Europe to ban hundreds of herbal remedies

Safety concerns sparked drive to outlaw products

image/EPA

Jeremy Laurance — The Independent 

Hundreds of herbal medicinal products will be banned from sale in Britain next year under what campaigners say is a “discriminatory and disproportionate” European law.
With four months to go before the EU-wide ban is implemented, thousands of patients face the loss of herbal remedies that have been used in the UK for decades. 
From 1 May 2011, traditional herbal medicinal products must be licensed or prescribed by a registered herbal practitioner to comply with an EU directive passed in 2004. The directive was introduced in response to rising concern over adverse effects caused by herbal medicines.

The UK Medicines and Healthcare Products Regulatory Agency (MHRA) has issued more than a dozen safety alerts in the past two years, including one over aristolochia, a banned toxic plant derivative which caused kidney failure in two women. 
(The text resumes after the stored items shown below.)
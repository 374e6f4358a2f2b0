use clap::Subcommand;
use color_eyre::eyre::{self, Context as _, OptionExt as _};
use quickdex_core::{
    analytics::{TokenStats, top_movers},
    config::{Config, ONE_DAY_SECONDS},
    display::{format_compact, format_number, format_percent, format_usd, price_color},
};

use crate::{
    context::{analytics, parse_id, unix_now},
    pairs,
};

#[derive(Subcommand, Debug)]
pub(crate) enum Tokens {
    /// Find tokens by symbol, name or address
    Search {
        text: String,
    },

    /// The most traded tokens with prices and 24h changes
    Top {
        #[arg(long, default_value_t = 20)]
        count: usize,

        /// Print as JSON
        #[arg(long)]
        json: bool,
    },

    /// The most traded tokens with their 24h price moves
    Movers {
        #[arg(long, default_value_t = 5)]
        n: usize,
    },

    /// Price, volume and liquidity of one token
    Info {
        token: String,
    },

    /// Daily price history of one token
    Chart {
        token: String,

        #[arg(long, default_value_t = 30)]
        days: u64,
    },

    /// Intraday USD price of one token, sampled at fixed intervals
    History {
        token: String,

        #[arg(long, default_value_t = 24)]
        hours: u64,

        #[arg(long, default_value_t = 60)]
        interval_minutes: u64,
    },

    /// Pairs trading one token, deepest first
    Pairs {
        token: String,
    },
}

fn print_row(t: &TokenStats) {
    println!(
        "{:<10} {:>14} {:>9} {:<7} vol {:>10} liq {:>10}  {}",
        t.symbol,
        format_usd(Some(t.price_usd)),
        format_percent(Some(t.price_change_usd)),
        price_color(t.price_change_usd),
        format_compact(t.one_day_volume_usd),
        format_compact(t.total_liquidity_usd),
        t.id
    );
}

impl Tokens {
    pub(crate) async fn run(&self, config: &Config) -> eyre::Result<()> {
        let analytics = analytics(config);
        let now = unix_now()?;

        match self {
            Tokens::Search { text } => {
                let found = analytics.search_tokens(text).await?;
                if found.is_empty() {
                    println!("no tokens match `{text}`");
                }
                for t in found {
                    println!(
                        "{:<10} {:<30} liq {:>12}  {}",
                        t.symbol,
                        t.name,
                        format_number(t.total_liquidity, 2),
                        t.id
                    );
                }
            }
            Tokens::Top { count, json } => {
                let eth = analytics.eth_price(now).await?;
                let tokens = analytics.top_tokens(&eth, now, *count).await?;
                if *json {
                    println!("{}", serde_json::to_string_pretty(&tokens).wrap_err("failed to encode tokens")?);
                } else {
                    tokens.iter().for_each(print_row);
                }
            }
            Tokens::Movers { n } => {
                let eth = analytics.eth_price(now).await?;
                let tokens = analytics.top_tokens(&eth, now, *n).await?;
                let movers = top_movers(&tokens, *n)
                    .ok_or_eyre(format!("only {} tokens known, need {n}", tokens.len()))?;
                movers.into_iter().for_each(print_row);
            }
            Tokens::Info { token } => {
                let id = parse_id(token)?;
                let eth = analytics.eth_price(now).await?;
                let stats = analytics
                    .token_info(&eth, now, &id)
                    .await?
                    .ok_or_eyre(format!("token {id} not indexed"))?;
                print_row(&stats);
                println!("txns 24h: {}", stats.one_day_txns);
            }
            Tokens::History { token, hours, interval_minutes } => {
                let id = parse_id(token)?;
                let step = interval_minutes.saturating_mul(60).max(60);
                let start = now.saturating_sub(hours.saturating_mul(3_600));
                let timestamps = (start..now)
                    .step_by(usize::try_from(step).unwrap_or(usize::MAX))
                    .collect::<Vec<_>>();
                for (timestamp, price) in analytics.price_history(&id, &timestamps).await? {
                    println!("{timestamp} {:>14}", format_usd(Some(price)));
                }
            }
            Tokens::Pairs { token } => {
                let id = parse_id(token)?;
                analytics.token_pairs(&id, now).await?.iter().for_each(pairs::print_row);
            }
            Tokens::Chart { token, days } => {
                let id = parse_id(token)?;
                let start = now.saturating_sub(days * ONE_DAY_SECONDS);
                for day in analytics.token_chart(&id, start).await? {
                    println!(
                        "{} {:>14} vol {:>10} liq {:>10}",
                        day.date,
                        format_usd(Some(day.price_usd)),
                        format_compact(day.daily_volume_usd),
                        format_compact(day.total_liquidity_usd)
                    );
                }
            }
        }
        Ok(())
    }
}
Herbal practitioners say it is impossible for most herbal medicines to meet the licensing requirements for safety and quality, which are intended to be similar to those for pharmaceutical drugs, because of the cost of testing. 
According to the Alliance for Natural Health (ANH), which represents herbal practitioners, not a single product used in traditional Chinese medicine or ayurvedic medicine has been licensed. In Europe, around 200 products from 27 plant species have been licensed but there are 300 plant species in use in the UK alone. 
The ANH estimates the cost of obtaining a licence at between £80,000 and £120,000 per herb. They say this is affordable for single herbal products with big markets, such as echinacea, a remedy for colds and flu, but will drive small producers of medicines containing multiple herbs out of business.
Under EU law, statutorily regulated herbal practitioners will be permitted to continue prescribing unlicensed products. But the Coalition Government and the previous Labour administration have delayed plans to introduce a statutory herbal practitioner register.
This means thousands of patients who rely on herbal treatments face being denied access to them. Medical organisations, including the MHRA, have warned the measures may drive patients to obtain herbal medicines over the internet – where risks are much greater.